### Required work
Your answer must consist of every line from the data below that includes the word "types".

(Recorded data)
//! Error types for plugin hosting

use crate::{PageId, ParamId};
use std::path::PathBuf;
use thiserror::Error;

#[derive(Debug, Clone, Copy, PartialEq, Eq)]
pub enum LoadStage {
    Opening,
    EntryInit,
    Factory,
    IndexLookup,
    Instantiation,
    Initialization,
}

impl std::fmt::Display for LoadStage {
    fn fmt(&self, f: &mut std::fmt::Formatter<'_>) -> std::fmt::Result {
        match self {
            LoadStage::Opening => write!(f, "opening library"),
            LoadStage::EntryInit => write!(f, "initializing entry"),
            LoadStage::Factory => write!(f, "getting factory"),
            LoadStage::IndexLookup => write!(f, "looking up plugin index"),
            LoadStage::Instantiation => write!(f, "creating instance"),
            LoadStage::Initialization => write!(f, "initializing plugin"),
        }
    }
}

#[derive(Error, Debug)]
pub enum HostError {
    #[error("Plugin load failed at {stage} stage: {path}\n  Reason: {reason}")]
    LoadFailed {
        path: PathBuf,
        stage: LoadStage,
        reason: String,
    },

    #[error("Invalid host configuration: {0}")]
    Config(String),

    #[error("No plugin is loaded")]
    NotLoaded,

    #[error("Plugin activation failed: {0}")]
    ActivationFailed(String),

    #[error("Plugin is already active")]
    AlreadyActive,

    #[error("Operation `{operation}` not allowed in state {state:?}")]
    InvalidState {
        operation: &'static str,
        state: crate::PluginState,
    },

    #[error("Plugin processing failed {count} time(s) since the last idle")]
    ProcessingFailed { count: u32 },

    #[error("Unknown parameter id {0}")]
    UnknownParam(ParamId),

    #[error("Value {value} out of range [{min}, {max}] for parameter {id}")]
    ParamValueOutOfRange {
        id: ParamId,
        value: f64,
        min: f64,
        max: f64,
    },

    #[error("Parameter {0} is read-only")]
    ReadOnlyParam(ParamId),

    #[error("Unknown quick-controls page id {0}")]
    UnknownQuickControlsPage(PageId),

    #[error("Protocol violation in {function}: {reason}")]
    ProtocolViolation {
        function: &'static str,
        reason: String,
    },

    #[error("Plugin does not support the {0} extension")]
    Unsupported(&'static str),

    #[error("Plugin editor error: {0}")]
    Gui(String),

    #[error("Failed to save plugin state: {0}")]
    StateSave(String),

    #[error("Failed to restore plugin state: {0}")]
    StateRestore(String),

    #[error("Failed to load preset {path}: {reason}")]
    PresetLoad { path: PathBuf, reason: String },

    #[error("Timeout after {duration_ms}ms: {operation}")]
    Timeout {
        operation: &'static str,
        duration_ms: u64,
    },

    #[error("Thread pool error: {0}")]
    ThreadPool(#[from] tenuto_core::Error),

    #[error("IO error: {0}")]
    Io(#[from] std::io::Error),

    #[error("Serialization error: {0}")]
    Serialization(#[from] bincode::Error),
}

impl HostError {
    pub(crate) fn violation(function: &'static str, reason: impl Into<String>) -> Self {
        HostError::ProtocolViolation {
            function,
            reason: reason.into(),
        }
    }
}

pub type Result<T> = std::result::Result<T, HostError>;

/// Audio-thread failures. `Copy` so reporting one never allocates.
#[derive(Debug, Clone, Copy, PartialEq, Eq, Error)]
pub enum ProcessError {
    #[error("plugin is not active")]
    NotActive,

    #[error("block transaction step called out of order")]
    OutOfOrder,

    #[error("block of {frames} frames exceeds the activated maximum of {max}")]
    BlockTooLarge { frames: u32, max: u32 },

    #[error("sample offset {offset} outside block of {frames} frames")]
    SampleOffsetOutOfBlock { offset: u32, frames: u32 },

    #[error("event list is full")]
    EventListFull,

    #[error("plugin is being activated or deactivated")]
    PluginBusy,

    #[error("plugin failed to start processing")]
    StartFailed,

    #[error("plugin process call failed")]
    Failed,
}
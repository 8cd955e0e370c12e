//! Per-block event lists exchanged with the plugin.
//!
//! The input list is kept sorted by sample offset as events are inserted, so
//! host-level note and controller calls may arrive in any order within a
//! block. The output list is append-only and filled by the plugin through
//! `clap_output_events::try_push`. Both lists have a fixed capacity chosen at
//! construction: the audio thread never grows them.

use crate::error::ProcessError;
use crate::params::Cookie;
use crate::ParamId;
use clap_sys::events::{
    clap_event_header, clap_event_midi, clap_event_note, clap_event_note_expression,
    clap_event_param_gesture, clap_event_param_mod, clap_event_param_value, clap_input_events,
    clap_output_events, CLAP_CORE_EVENT_SPACE_ID, CLAP_EVENT_MIDI, CLAP_EVENT_NOTE_CHOKE,
    CLAP_EVENT_NOTE_END, CLAP_EVENT_NOTE_EXPRESSION, CLAP_EVENT_NOTE_OFF, CLAP_EVENT_NOTE_ON,
    CLAP_EVENT_PARAM_GESTURE_BEGIN, CLAP_EVENT_PARAM_GESTURE_END, CLAP_EVENT_PARAM_MOD,
    CLAP_EVENT_PARAM_VALUE,
};
use std::ffi::c_void;
use std::marker::PhantomData;
use std::mem::size_of;
use std::ptr;

/// Wildcard for note id, port, channel or key fields.
const ANY: i16 = -1;

/// One event in a block, stored in its ABI layout.
///
/// Each variant's struct starts with a `clap_event_header`, so a pointer to
/// the payload is also a pointer to the header.
#[allow(clippy::large_enum_variant)]
pub enum PluginEvent {
    Note(clap_event_note),
    NoteExpression(clap_event_note_expression),
    ParamValue(clap_event_param_value),
    ParamMod(clap_event_param_mod),
    ParamGesture(clap_event_param_gesture),
    Midi(clap_event_midi),
}

// Safety: the only pointer inside an event is the parameter cookie, an opaque
// token the plugin hands out for use on any thread.
unsafe impl Send for PluginEvent {}

fn header<T>(time: u32, type_: u16) -> clap_event_header {
    clap_event_header {
        size: size_of::<T>() as u32,
        time,
        space_id: CLAP_CORE_EVENT_SPACE_ID,
        type_,
        flags: 0,
    }
}

impl PluginEvent {
    pub fn note_on(time: u32, port: i16, channel: i16, key: i16, velocity: f64) -> Self {
        Self::note(CLAP_EVENT_NOTE_ON, time, port, channel, key, velocity)
    }

    pub fn note_off(time: u32, port: i16, channel: i16, key: i16, velocity: f64) -> Self {
        Self::note(CLAP_EVENT_NOTE_OFF, time, port, channel, key, velocity)
    }

    fn note(type_: u16, time: u32, port: i16, channel: i16, key: i16, velocity: f64) -> Self {
        PluginEvent::Note(clap_event_note {
            header: header::<clap_event_note>(time, type_),
            note_id: -1,
            port_index: port,
            channel,
            key,
            velocity,
        })
    }

    pub fn note_expression(
        time: u32,
        expression_id: i32,
        port: i16,
        channel: i16,
        key: i16,
        value: f64,
    ) -> Self {
        PluginEvent::NoteExpression(clap_event_note_expression {
            header: header::<clap_event_note_expression>(time, CLAP_EVENT_NOTE_EXPRESSION),
            expression_id,
            note_id: -1,
            port_index: port,
            channel,
            key,
            value,
        })
    }

    pub fn param_value(time: u32, param_id: ParamId, cookie: Cookie, value: f64) -> Self {
        PluginEvent::ParamValue(clap_event_param_value {
            header: header::<clap_event_param_value>(time, CLAP_EVENT_PARAM_VALUE),
            param_id,
            cookie: cookie.as_ptr(),
            note_id: -1,
            port_index: ANY,
            channel: ANY,
            key: ANY,
            value,
        })
    }

    pub fn param_mod(time: u32, param_id: ParamId, cookie: Cookie, amount: f64) -> Self {
        PluginEvent::ParamMod(clap_event_param_mod {
            header: header::<clap_event_param_mod>(time, CLAP_EVENT_PARAM_MOD),
            param_id,
            cookie: cookie.as_ptr(),
            note_id: -1,
            port_index: ANY,
            channel: ANY,
            key: ANY,
            amount,
        })
    }

    pub fn param_gesture(time: u32, param_id: ParamId, begin: bool) -> Self {
        let type_ = if begin {
            CLAP_EVENT_PARAM_GESTURE_BEGIN
        } else {
            CLAP_EVENT_PARAM_GESTURE_END
        };
        PluginEvent::ParamGesture(clap_event_param_gesture {
            header: header::<clap_event_param_gesture>(time, type_),
            param_id,
        })
    }

    pub fn midi(time: u32, port: u16, data: [u8; 3]) -> Self {
        PluginEvent::Midi(clap_event_midi {
            header: header::<clap_event_midi>(time, CLAP_EVENT_MIDI),
            port_index: port,
            data,
        })
    }

    pub fn header(&self) -> &clap_event_header {
        match self {
            PluginEvent::Note(e) => &e.header,
            PluginEvent::NoteExpression(e) => &e.header,
            PluginEvent::ParamValue(e) => &e.header,
            PluginEvent::ParamMod(e) => &e.header,
            PluginEvent::ParamGesture(e) => &e.header,
            PluginEvent::Midi(e) => &e.header,
        }
    }

    pub fn time(&self) -> u32 {
        self.header().time
    }

    pub fn event_type(&self) -> u16 {
        self.header().type_
    }

    /// Copy a plugin-provided event into host memory.
    ///
    /// Returns `None` for events outside the core namespace, of an unknown
    /// type, or whose declared size is too small for their type.
    ///
    /// # Safety
    /// `event` must point to a readable event of at least `header.size` bytes.
    pub(crate) unsafe fn from_raw(event: *const clap_event_header) -> Option<Self> {
        unsafe fn read<T>(event: *const clap_event_header) -> Option<T> {
            if ((*event).size as usize) < size_of::<T>() {
                return None;
            }
            Some(ptr::read_unaligned(event as *const T))
        }

        if event.is_null() || (*event).space_id != CLAP_CORE_EVENT_SPACE_ID {
            return None;
        }

        match (*event).type_ {
            CLAP_EVENT_NOTE_ON | CLAP_EVENT_NOTE_OFF | CLAP_EVENT_NOTE_CHOKE
            | CLAP_EVENT_NOTE_END => read(event).map(PluginEvent::Note),
            CLAP_EVENT_NOTE_EXPRESSION => read(event).map(PluginEvent::NoteExpression),
            CLAP_EVENT_PARAM_VALUE => read(event).map(PluginEvent::ParamValue),
            CLAP_EVENT_PARAM_MOD => read(event).map(PluginEvent::ParamMod),
            CLAP_EVENT_PARAM_GESTURE_BEGIN | CLAP_EVENT_PARAM_GESTURE_END => {
                read(event).map(PluginEvent::ParamGesture)
            }
            CLAP_EVENT_MIDI => read(event).map(PluginEvent::Midi),
            _ => None,
        }
    }
}

impl std::fmt::Debug for PluginEvent {
    fn fmt(&self, f: &mut std::fmt::Formatter<'_>) -> std::fmt::Result {
        match self {
            PluginEvent::Note(e) => f
                .debug_struct("Note")
                .field("time", &e.header.time)
                .field("type", &e.header.type_)
                .field("channel", &e.channel)
                .field("key", &e.key)
                .field("velocity", &e.velocity)
                .finish(),
            PluginEvent::NoteExpression(e) => f
                .debug_struct("NoteExpression")
                .field("time", &e.header.time)
                .field("expression_id", &e.expression_id)
                .field("key", &e.key)
                .field("value", &e.value)
                .finish(),
            PluginEvent::ParamValue(e) => f
                .debug_struct("ParamValue")
                .field("time", &e.header.time)
                .field("param_id", &e.param_id)
                .field("value", &e.value)
                .finish(),
            PluginEvent::ParamMod(e) => f
                .debug_struct("ParamMod")
                .field("time", &e.header.time)
                .field("param_id", &e.param_id)
                .field("amount", &e.amount)
                .finish(),
            PluginEvent::ParamGesture(e) => f
                .debug_struct("ParamGesture")
                .field("time", &e.header.time)
                .field("param_id", &e.param_id)
                .field("begin", &(e.header.type_ == CLAP_EVENT_PARAM_GESTURE_BEGIN))
                .finish(),
            PluginEvent::Midi(e) => f
                .debug_struct("Midi")
                .field("time", &e.header.time)
                .field("data", &e.data)
                .finish(),
        }
    }
}

/// A fixed-capacity list of events for one processing block.
pub struct EventList {
    events: Vec<PluginEvent>,
}

impl EventList {
    pub fn with_capacity(capacity: usize) -> Self {
        Self {
            events: Vec::with_capacity(capacity),
        }
    }

    pub fn capacity(&self) -> usize {
        self.events.capacity()
    }

    /// Insert keeping sample offsets non-decreasing. Events with equal
    /// offsets keep their insertion order.
    pub fn insert(&mut self, event: PluginEvent) -> Result<(), ProcessError> {
        if self.events.len() == self.events.capacity() {
            return Err(ProcessError::EventListFull);
        }
        let time = event.time();
        let index = self.events.partition_point(|e| e.time() <= time);
        self.events.insert(index, event);
        Ok(())
    }

    /// Append without reordering. Used for plugin output.
    pub fn push(&mut self, event: PluginEvent) -> Result<(), ProcessError> {
        if self.events.len() == self.events.capacity() {
            return Err(ProcessError::EventListFull);
        }
        self.events.push(event);
        Ok(())
    }

    pub fn clear(&mut self) {
        self.events.clear();
    }

    pub fn len(&self) -> usize {
        self.events.len()
    }

    pub fn is_empty(&self) -> bool {
        self.events.is_empty()
    }

    pub fn get(&self, index: usize) -> Option<&PluginEvent> {
        self.events.get(index)
    }

    pub fn iter(&self) -> std::slice::Iter<'_, PluginEvent> {
        self.events.iter()
    }

    /// Whether sample offsets are non-decreasing.
    pub fn is_sorted(&self) -> bool {
        self.events.windows(2).all(|w| w[0].time() <= w[1].time())
    }

    /// Borrow the list as a `clap_input_events` table.
    pub(crate) fn as_input(&self) -> InputEvents<'_> {
        InputEvents {
            raw: clap_input_events {
                ctx: self as *const EventList as *mut c_void,
                size: Some(input_size),
                get: Some(input_get),
            },
            _list: PhantomData,
        }
    }

    /// Borrow the list as a `clap_output_events` sink.
    pub(crate) fn as_output(&mut self) -> OutputEvents<'_> {
        OutputEvents {
            raw: clap_output_events {
                ctx: self as *mut EventList as *mut c_void,
                try_push: Some(output_try_push),
            },
            _list: PhantomData,
        }
    }
}

impl<'a> IntoIterator for &'a EventList {
    type Item = &'a PluginEvent;
    type IntoIter = std::slice::Iter<'a, PluginEvent>;

    fn into_iter(self) -> Self::IntoIter {
        self.iter()
    }
}

pub(crate) struct InputEvents<'a> {
    raw: clap_input_events,
    _list: PhantomData<&'a EventList>,
}

impl InputEvents<'_> {
    pub(crate) fn as_raw(&self) -> *const clap_input_events {
        &self.raw
    }
}

pub(crate) struct OutputEvents<'a> {
    raw: clap_output_events,
    _list: PhantomData<&'a mut EventList>,
}

impl OutputEvents<'_> {
    pub(crate) fn as_raw(&self) -> *const clap_output_events {
        &self.raw
    }
}

unsafe extern "C" fn input_size(list: *const clap_input_events) -> u32 {
    let events = &*((*list).ctx as *const EventList);
    events.len() as u32
}

unsafe extern "C" fn input_get(
    list: *const clap_input_events,
    index: u32,
) -> *const clap_event_header {
    let events = &*((*list).ctx as *const EventList);
    match events.get(index as usize) {
        Some(event) => event.header(),
        None => ptr::null(),
    }
}

unsafe extern "C" fn output_try_push(
    list: *const clap_output_events,
    event: *const clap_event_header,
) -> bool {
    let events = &mut *((*list).ctx as *mut EventList);
    match PluginEvent::from_raw(event) {
        Some(event) => events.push(event).is_ok(),
        // Unknown event types are accepted and dropped.
        None => !event.is_null(),
    }
}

### Exercise response
//! Error types for plugin hosting
        // Unknown event types are accepted and dropped.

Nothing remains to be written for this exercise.